EXERCISE
Take the lines below beginning at the line that has "Seconds between polls" and stopping after the line that has "fn default_locale() ->", and print them exactly as they are, with no other lines.
(Beginning of THE INPUT)
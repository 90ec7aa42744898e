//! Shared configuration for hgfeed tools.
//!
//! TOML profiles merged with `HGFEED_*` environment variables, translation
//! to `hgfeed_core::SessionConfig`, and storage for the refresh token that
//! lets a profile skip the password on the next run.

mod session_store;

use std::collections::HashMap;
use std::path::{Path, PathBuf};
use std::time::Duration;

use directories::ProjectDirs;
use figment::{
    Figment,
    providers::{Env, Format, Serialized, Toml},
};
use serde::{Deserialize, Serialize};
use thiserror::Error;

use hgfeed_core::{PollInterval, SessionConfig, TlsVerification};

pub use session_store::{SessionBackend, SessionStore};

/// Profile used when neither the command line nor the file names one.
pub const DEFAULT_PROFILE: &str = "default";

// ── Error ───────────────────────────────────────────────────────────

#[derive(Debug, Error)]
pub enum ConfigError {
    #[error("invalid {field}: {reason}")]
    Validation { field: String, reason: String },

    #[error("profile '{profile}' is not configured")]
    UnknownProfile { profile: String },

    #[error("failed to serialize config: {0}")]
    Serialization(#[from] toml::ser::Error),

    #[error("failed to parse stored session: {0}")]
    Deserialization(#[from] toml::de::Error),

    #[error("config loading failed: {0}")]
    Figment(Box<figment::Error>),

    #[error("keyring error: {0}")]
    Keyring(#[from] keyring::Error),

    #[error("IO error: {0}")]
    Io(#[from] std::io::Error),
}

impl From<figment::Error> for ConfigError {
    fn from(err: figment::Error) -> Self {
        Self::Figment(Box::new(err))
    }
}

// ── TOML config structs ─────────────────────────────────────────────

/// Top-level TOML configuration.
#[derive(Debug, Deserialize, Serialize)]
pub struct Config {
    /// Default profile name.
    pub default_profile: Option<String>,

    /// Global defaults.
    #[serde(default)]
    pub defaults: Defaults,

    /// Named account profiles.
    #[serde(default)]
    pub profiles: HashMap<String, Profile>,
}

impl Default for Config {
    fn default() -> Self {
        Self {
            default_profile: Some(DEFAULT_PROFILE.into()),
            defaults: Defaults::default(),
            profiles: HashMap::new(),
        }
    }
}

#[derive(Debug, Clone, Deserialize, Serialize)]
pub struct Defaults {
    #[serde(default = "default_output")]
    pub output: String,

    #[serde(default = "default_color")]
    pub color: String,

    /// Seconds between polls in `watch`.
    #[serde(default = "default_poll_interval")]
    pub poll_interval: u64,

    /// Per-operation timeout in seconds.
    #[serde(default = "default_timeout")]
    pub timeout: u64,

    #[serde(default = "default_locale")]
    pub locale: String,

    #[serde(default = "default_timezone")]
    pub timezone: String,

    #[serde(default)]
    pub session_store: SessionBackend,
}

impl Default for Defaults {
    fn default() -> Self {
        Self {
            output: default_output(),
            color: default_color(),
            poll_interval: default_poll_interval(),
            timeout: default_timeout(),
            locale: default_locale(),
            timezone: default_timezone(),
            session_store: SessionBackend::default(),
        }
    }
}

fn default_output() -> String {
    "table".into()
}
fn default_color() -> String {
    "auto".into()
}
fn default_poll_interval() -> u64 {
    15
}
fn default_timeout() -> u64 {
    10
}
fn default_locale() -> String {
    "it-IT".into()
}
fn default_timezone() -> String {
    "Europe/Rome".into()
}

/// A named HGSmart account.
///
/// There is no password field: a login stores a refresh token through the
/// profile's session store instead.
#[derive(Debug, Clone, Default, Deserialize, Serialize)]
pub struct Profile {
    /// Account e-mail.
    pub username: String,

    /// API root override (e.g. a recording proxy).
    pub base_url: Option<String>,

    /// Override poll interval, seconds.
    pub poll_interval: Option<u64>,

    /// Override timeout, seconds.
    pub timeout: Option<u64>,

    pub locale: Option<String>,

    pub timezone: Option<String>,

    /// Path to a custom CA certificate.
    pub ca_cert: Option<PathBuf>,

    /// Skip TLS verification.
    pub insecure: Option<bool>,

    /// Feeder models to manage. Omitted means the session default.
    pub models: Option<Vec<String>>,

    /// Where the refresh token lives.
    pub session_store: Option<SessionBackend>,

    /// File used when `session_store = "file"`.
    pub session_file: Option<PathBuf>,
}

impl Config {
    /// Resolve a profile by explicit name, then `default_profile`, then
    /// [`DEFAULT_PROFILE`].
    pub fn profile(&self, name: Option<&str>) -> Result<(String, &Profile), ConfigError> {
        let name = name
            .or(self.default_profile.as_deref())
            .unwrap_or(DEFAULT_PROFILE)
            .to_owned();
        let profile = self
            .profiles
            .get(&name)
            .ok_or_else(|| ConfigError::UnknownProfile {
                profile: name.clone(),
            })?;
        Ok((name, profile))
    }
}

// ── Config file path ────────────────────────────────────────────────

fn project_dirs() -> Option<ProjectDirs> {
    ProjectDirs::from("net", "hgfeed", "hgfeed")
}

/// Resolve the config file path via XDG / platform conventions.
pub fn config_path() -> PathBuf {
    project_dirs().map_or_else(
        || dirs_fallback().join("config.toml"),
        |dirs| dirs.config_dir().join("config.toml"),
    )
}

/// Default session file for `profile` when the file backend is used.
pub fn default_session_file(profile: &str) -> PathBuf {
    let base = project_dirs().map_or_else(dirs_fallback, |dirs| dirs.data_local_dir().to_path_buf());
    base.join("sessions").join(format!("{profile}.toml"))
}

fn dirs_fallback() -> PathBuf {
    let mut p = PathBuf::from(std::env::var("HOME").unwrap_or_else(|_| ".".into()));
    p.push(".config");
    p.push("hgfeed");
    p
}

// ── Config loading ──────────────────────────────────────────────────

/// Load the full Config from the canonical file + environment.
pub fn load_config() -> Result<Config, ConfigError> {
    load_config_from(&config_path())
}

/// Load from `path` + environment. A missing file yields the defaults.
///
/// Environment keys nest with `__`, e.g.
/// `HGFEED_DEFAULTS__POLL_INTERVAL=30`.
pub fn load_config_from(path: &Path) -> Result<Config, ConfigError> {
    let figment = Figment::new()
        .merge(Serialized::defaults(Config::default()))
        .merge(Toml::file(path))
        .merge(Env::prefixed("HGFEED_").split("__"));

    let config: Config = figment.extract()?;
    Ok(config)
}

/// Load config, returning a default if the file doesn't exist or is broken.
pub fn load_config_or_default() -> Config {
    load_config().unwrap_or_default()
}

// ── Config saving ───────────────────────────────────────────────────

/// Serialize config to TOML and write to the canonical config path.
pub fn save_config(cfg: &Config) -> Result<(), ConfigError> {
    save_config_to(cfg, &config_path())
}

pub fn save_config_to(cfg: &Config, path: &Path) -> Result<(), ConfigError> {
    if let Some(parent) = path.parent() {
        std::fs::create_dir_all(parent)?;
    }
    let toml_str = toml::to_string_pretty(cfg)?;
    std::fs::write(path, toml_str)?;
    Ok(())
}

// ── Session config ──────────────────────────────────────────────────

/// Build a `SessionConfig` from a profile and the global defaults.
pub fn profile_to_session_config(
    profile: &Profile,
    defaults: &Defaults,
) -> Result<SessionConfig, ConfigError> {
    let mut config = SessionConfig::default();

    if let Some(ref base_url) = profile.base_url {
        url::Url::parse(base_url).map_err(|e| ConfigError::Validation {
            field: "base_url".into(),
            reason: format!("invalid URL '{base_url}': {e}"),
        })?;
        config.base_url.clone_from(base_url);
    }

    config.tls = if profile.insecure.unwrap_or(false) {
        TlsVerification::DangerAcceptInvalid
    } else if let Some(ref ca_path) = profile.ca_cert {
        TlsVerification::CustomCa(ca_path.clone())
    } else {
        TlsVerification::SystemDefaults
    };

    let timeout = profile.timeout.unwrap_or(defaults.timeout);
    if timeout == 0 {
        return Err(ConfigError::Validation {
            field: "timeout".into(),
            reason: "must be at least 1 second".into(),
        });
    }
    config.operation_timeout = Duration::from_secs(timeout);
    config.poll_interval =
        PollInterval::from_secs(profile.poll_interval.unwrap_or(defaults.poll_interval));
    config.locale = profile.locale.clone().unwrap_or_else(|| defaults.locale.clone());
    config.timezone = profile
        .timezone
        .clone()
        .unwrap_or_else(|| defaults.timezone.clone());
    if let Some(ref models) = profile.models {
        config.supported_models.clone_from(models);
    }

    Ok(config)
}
(End of THE INPUT)
(Beginning of THE INPUT)
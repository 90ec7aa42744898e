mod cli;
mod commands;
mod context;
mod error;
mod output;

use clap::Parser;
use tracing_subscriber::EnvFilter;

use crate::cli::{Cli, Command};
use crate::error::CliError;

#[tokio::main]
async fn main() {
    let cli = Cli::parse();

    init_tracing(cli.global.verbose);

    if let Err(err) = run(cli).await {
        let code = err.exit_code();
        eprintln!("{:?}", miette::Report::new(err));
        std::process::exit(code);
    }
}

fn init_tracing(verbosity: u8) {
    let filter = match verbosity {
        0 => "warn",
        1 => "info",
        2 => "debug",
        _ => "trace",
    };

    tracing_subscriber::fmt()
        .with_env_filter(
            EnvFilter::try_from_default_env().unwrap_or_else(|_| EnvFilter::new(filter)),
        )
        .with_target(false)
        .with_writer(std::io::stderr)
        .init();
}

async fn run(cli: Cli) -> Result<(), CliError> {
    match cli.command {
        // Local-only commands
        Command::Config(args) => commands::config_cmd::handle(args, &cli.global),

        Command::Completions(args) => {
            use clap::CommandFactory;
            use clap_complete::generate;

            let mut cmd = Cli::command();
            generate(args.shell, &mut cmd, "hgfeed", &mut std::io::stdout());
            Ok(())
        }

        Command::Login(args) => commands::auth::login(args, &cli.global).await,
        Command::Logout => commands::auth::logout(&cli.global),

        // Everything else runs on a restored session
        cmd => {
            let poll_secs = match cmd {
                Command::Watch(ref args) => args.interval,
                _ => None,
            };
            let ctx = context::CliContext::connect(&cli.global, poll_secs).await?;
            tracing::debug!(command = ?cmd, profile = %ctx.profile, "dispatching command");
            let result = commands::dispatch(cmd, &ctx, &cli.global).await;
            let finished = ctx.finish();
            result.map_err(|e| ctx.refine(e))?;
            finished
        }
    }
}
(End of THE INPUT)
THE ANSWER
    /// Seconds between polls in `watch`.
    #[serde(default = "default_poll_interval")]
    pub poll_interval: u64,

    /// Per-operation timeout in seconds.
    #[serde(default = "default_timeout")]
    pub timeout: u64,

    #[serde(default = "default_locale")]
    pub locale: String,

    #[serde(default = "default_timezone")]
    pub timezone: String,

    #[serde(default)]
    pub session_store: SessionBackend,
}

impl Default for Defaults {
    fn default() -> Self {
        Self {
            output: default_output(),
            color: default_color(),
            poll_interval: default_poll_interval(),
            timeout: default_timeout(),
            locale: default_locale(),
            timezone: default_timezone(),
            session_store: SessionBackend::default(),
        }
    }
}

fn default_output() -> String {
    "table".into()
}
fn default_color() -> String {
    "auto".into()
}
fn default_poll_interval() -> u64 {
    15
}
fn default_timeout() -> u64 {
    10
}
fn default_locale() -> String {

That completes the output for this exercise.